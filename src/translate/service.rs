//! Cache-aside resolver.
//! Local tiers first, then one batched provider call for the misses (falling back
//! to one call per string), then write-through to the local tiers and the shared
//! dictionary. Every failure degrades to the original text; nothing escapes.

use std::collections::HashMap;
use std::sync::Arc;
use std::time::Duration;

use tokio_util::sync::CancellationToken;
use tracing::{debug, info, info_span, warn, Instrument};

use super::cache::LocalCache;
use super::remote::{self, RemoteEntry, RemoteStore};
use super::{LangCode, TranslateError, TranslationProvider};
use crate::metrics::{metric_names, MetricsRegistry, RequestIds};

/// Budget for all provider calls of one batch, retries and fallback included.
pub const DEFAULT_DEADLINE: Duration = Duration::from_secs(20);

pub struct TranslationService {
    provider: Arc<dyn TranslationProvider>,
    local: Arc<LocalCache>,
    remote: Option<Arc<dyn RemoteStore>>,
    metrics: Arc<MetricsRegistry>,
    deadline: Duration,
}

impl TranslationService {
    /// Local-only service. Add a shared tier with [`TranslationService::with_remote`].
    pub fn new(provider: Arc<dyn TranslationProvider>, local: Arc<LocalCache>) -> Self {
        Self {
            provider,
            local,
            remote: None,
            metrics: Arc::new(MetricsRegistry::new()),
            deadline: DEFAULT_DEADLINE,
        }
    }

    /// Past `deadline` a batch gives up on the provider and returns its
    /// misses untranslated, writing nothing.
    pub fn with_deadline(mut self, deadline: Duration) -> Self {
        self.deadline = deadline;
        self
    }

    pub fn with_remote(mut self, remote: Arc<dyn RemoteStore>) -> Self {
        self.remote = Some(remote);
        self
    }

    pub fn with_metrics(mut self, metrics: Arc<MetricsRegistry>) -> Self {
        self.metrics = metrics;
        self
    }

    pub fn local_cache(&self) -> &Arc<LocalCache> {
        &self.local
    }

    pub fn metrics(&self) -> &Arc<MetricsRegistry> {
        &self.metrics
    }

    pub fn has_remote(&self) -> bool {
        self.remote.is_some()
    }

    /// Warm the local tiers from the shared dictionary. Silent on any failure.
    pub async fn preload(&self, lang: impl Into<LangCode>) {
        let lang = lang.into();
        if lang.is_english() {
            return;
        }
        let Some(store) = &self.remote else {
            return;
        };

        let span = self.metrics.span(metric_names::REMOTE_PRELOAD);
        match store.fetch_dictionary(lang).await {
            Ok(Some(dict)) => {
                let entries = dict.usable_entries();
                self.local.put_many(&entries);
                info!(lang = %lang, entries = entries.len(), "translation cache preloaded");
            }
            Ok(None) => debug!(lang = %lang, "no shared dictionary yet"),
            Err(e) => warn!(error = %e, lang = %lang, "shared dictionary preload failed"),
        }
        span.finish();
    }

    /// Merge entries into the shared dictionary. Failures are logged and dropped.
    pub async fn merge_write(&self, lang: impl Into<LangCode>, entries: &[RemoteEntry]) {
        let lang = lang.into();
        let Some(store) = &self.remote else {
            return;
        };
        if lang.is_english() || entries.is_empty() {
            return;
        }

        let span = self.metrics.span(metric_names::REMOTE_WRITE);
        if let Err(e) = remote::merge_write(store.as_ref(), lang, entries).await {
            warn!(error = %e, lang = %lang, count = entries.len(), "shared dictionary write dropped");
        }
        span.finish();
    }

    /// Translate `texts`, returning one string per input in input order.
    pub async fn translate_batch(&self, texts: &[String], lang: impl Into<LangCode>) -> Vec<String> {
        self.translate_batch_with_cancel(texts, lang, &CancellationToken::new())
            .await
    }

    /// As [`TranslationService::translate_batch`]. Once `cancel` fires the call
    /// returns the original texts and writes nothing to any cache tier.
    /// Provider work is bounded by the service deadline.
    pub async fn translate_batch_with_cancel(
        &self,
        texts: &[String],
        lang: impl Into<LangCode>,
        cancel: &CancellationToken,
    ) -> Vec<String> {
        let lang = lang.into();
        if texts.is_empty() || lang.is_english() {
            return texts.to_vec();
        }

        let ids = RequestIds::new();
        let span = info_span!(
            "translate_batch",
            trace_id = %ids.trace_id,
            request_id = %ids.request_id,
            lang = %lang,
            count = texts.len()
        );
        self.resolve(texts, lang, cancel).instrument(span).await
    }

    async fn resolve(
        &self,
        texts: &[String],
        lang: LangCode,
        cancel: &CancellationToken,
    ) -> Vec<String> {
        let mut out: Vec<Option<String>> =
            texts.iter().map(|t| self.local.get(lang, t)).collect();

        // Unique misses in first-seen order.
        let mut misses: Vec<String> = Vec::new();
        let mut miss_index: HashMap<&str, usize> = HashMap::new();
        for (slot, text) in out.iter().zip(texts) {
            if slot.is_none() && !miss_index.contains_key(text.as_str()) {
                miss_index.insert(text.as_str(), misses.len());
                misses.push(text.clone());
            }
        }

        let hits = out.iter().filter(|s| s.is_some()).count();
        self.metrics.incr(metric_names::CACHE_HITS, hits as u64);
        self.metrics
            .incr(metric_names::CACHE_MISSES, (texts.len() - hits) as u64);

        if misses.is_empty() {
            debug!(hits, "all cached");
            return fill(out, texts);
        }

        let fetched =
            tokio::time::timeout(self.deadline, self.fetch_misses(&misses, lang, cancel)).await;
        let resolved = match fetched {
            Ok(Ok(resolved)) => resolved,
            Ok(Err(_)) => {
                self.metrics.incr(metric_names::CANCELLED_BATCHES, 1);
                debug!("batch cancelled, returning originals");
                return texts.to_vec();
            }
            Err(_) => {
                self.metrics.incr(metric_names::DEADLINE_EXCEEDED, 1);
                warn!(
                    deadline_ms = self.deadline.as_millis() as u64,
                    misses = misses.len(),
                    "provider deadline exceeded, misses left untranslated"
                );
                return fill(out, texts);
            }
        };

        if cancel.is_cancelled() {
            self.metrics.incr(metric_names::CANCELLED_BATCHES, 1);
            return texts.to_vec();
        }

        let mut to_persist = Vec::with_capacity(misses.len());
        for (source, translated) in misses.iter().zip(&resolved) {
            self.local.put(lang, source, translated);
            to_persist.push(RemoteEntry::new(source.as_str(), translated.as_str()));
        }

        for (slot, text) in out.iter_mut().zip(texts) {
            if slot.is_none() {
                if let Some(&j) = miss_index.get(text.as_str()) {
                    *slot = Some(resolved[j].clone());
                }
            }
        }

        self.merge_write(lang, &to_persist).await;

        debug!(hits, misses = misses.len(), "batch resolved");
        fill(out, texts)
    }

    /// One batched call, then one call per string if the batch is rejected.
    /// Per-string failures and empty results fall back to the original text.
    /// Only cancellation is reported as an error.
    async fn fetch_misses(
        &self,
        misses: &[String],
        lang: LangCode,
        cancel: &CancellationToken,
    ) -> Result<Vec<String>, TranslateError> {
        let span = self.metrics.span(metric_names::PROVIDER_BATCH);
        let batch = tokio::select! {
            biased;
            _ = cancel.cancelled() => return Err(TranslateError::Cancelled),
            r = self.provider.translate_many(misses, lang) => r,
        };
        span.finish();

        match batch {
            Ok(translated) if translated.len() == misses.len() => {
                return Ok(misses
                    .iter()
                    .zip(translated)
                    .map(|(orig, tr)| non_empty_or(tr, orig))
                    .collect());
            }
            Ok(translated) => {
                warn!(
                    expected = misses.len(),
                    got = translated.len(),
                    "batch shape mismatch, falling back to per-string"
                );
            }
            Err(e) => {
                warn!(error = %e, "batch translation failed, falling back to per-string");
            }
        }

        self.metrics.incr(metric_names::BATCH_FALLBACKS, 1);
        let mut out = Vec::with_capacity(misses.len());
        for text in misses {
            let span = self.metrics.span(metric_names::PROVIDER_SINGLE);
            let single = tokio::select! {
                biased;
                _ = cancel.cancelled() => return Err(TranslateError::Cancelled),
                r = self.provider.translate_one(text, lang) => r,
            };
            span.finish();

            match single {
                Ok(tr) => out.push(non_empty_or(tr, text)),
                Err(e) => {
                    self.metrics.incr(metric_names::PROVIDER_FAILURES, 1);
                    debug!(error = %e, "single translation failed, keeping original");
                    out.push(text.clone());
                }
            }
        }
        Ok(out)
    }
}

fn non_empty_or(translated: String, original: &str) -> String {
    if translated.is_empty() {
        original.to_string()
    } else {
        translated
    }
}

fn fill(out: Vec<Option<String>>, texts: &[String]) -> Vec<String> {
    out.into_iter()
        .zip(texts)
        .map(|(slot, orig)| slot.unwrap_or_else(|| orig.clone()))
        .collect()
}
use std::io::Read;
use std::path::PathBuf;
use std::process::ExitCode;

use clap::Parser;
use tracing::{error, info};

use setu_translate::cancellation::TaskGeneration;
use setu_translate::config::TranslatorConfig;
use setu_translate::{
    build_service, init_tracing, normalize_lang, translate_questions_with_cancel, Question,
};

/// Translate a quiz question set, warming the shared translation cache.
#[derive(Debug, Parser)]
#[command(name = "setu-translate", version)]
struct Cli {
    /// Target language name or code (e.g. "Hindi", "hi").
    #[arg(short, long)]
    lang: String,

    /// JSON file with the question array. Reads stdin when omitted.
    #[arg(short, long)]
    input: Option<PathBuf>,

    /// Skip the shared cache even if a Firestore project is configured.
    #[arg(long)]
    local_only: bool,

    /// Emit logs as JSON.
    #[arg(long)]
    log_json: bool,

    /// Log latency and cache counters when done.
    #[arg(long)]
    metrics: bool,
}

fn read_questions(input: Option<&PathBuf>) -> Result<Vec<Question>, String> {
    let raw = match input {
        Some(path) => std::fs::read_to_string(path)
            .map_err(|e| format!("failed to read {}: {e}", path.display()))?,
        None => {
            let mut buf = String::new();
            std::io::stdin()
                .read_to_string(&mut buf)
                .map_err(|e| format!("failed to read stdin: {e}"))?;
            buf
        }
    };
    serde_json::from_str(&raw).map_err(|e| format!("invalid question JSON: {e}"))
}

#[tokio::main]
async fn main() -> ExitCode {
    let cli = Cli::parse();
    init_tracing(cli.log_json);

    let questions = match read_questions(cli.input.as_ref()) {
        Ok(q) => q,
        Err(e) => {
            error!("{e}");
            return ExitCode::FAILURE;
        }
    };

    let config = TranslatorConfig::from_env();
    let service = match build_service(&config, cli.local_only) {
        Ok(s) => s,
        Err(e) => {
            error!(error = %e, "failed to build translation service");
            return ExitCode::FAILURE;
        }
    };

    let lang = normalize_lang(Some(cli.lang.as_str()));
    info!(lang = %lang, questions = questions.len(), "translating quiz");

    let generations = TaskGeneration::new();
    let guard = generations.cancel_and_advance();

    let load = async {
        service.preload(lang).await;
        translate_questions_with_cancel(&service, &questions, lang, guard.token()).await
    };

    let translated = tokio::select! {
        out = load => out,
        _ = tokio::signal::ctrl_c() => {
            generations.cancel_all();
            info!("interrupted");
            return ExitCode::FAILURE;
        }
    };

    if cli.metrics {
        let m = service.metrics();
        info!(counters = ?m.counters(), latency = ?m.summary(), "translation metrics");
    }

    match serde_json::to_string_pretty(&translated) {
        Ok(json) => {
            println!("{json}");
            ExitCode::SUCCESS
        }
        Err(e) => {
            error!(error = %e, "failed to serialize result");
            ExitCode::FAILURE
        }
    }
}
====================
Spot every line in the entries that includes the word "select", and copy each one out.

        let batch = tokio::select! {
            let single = tokio::select! {
    let translated = tokio::select! {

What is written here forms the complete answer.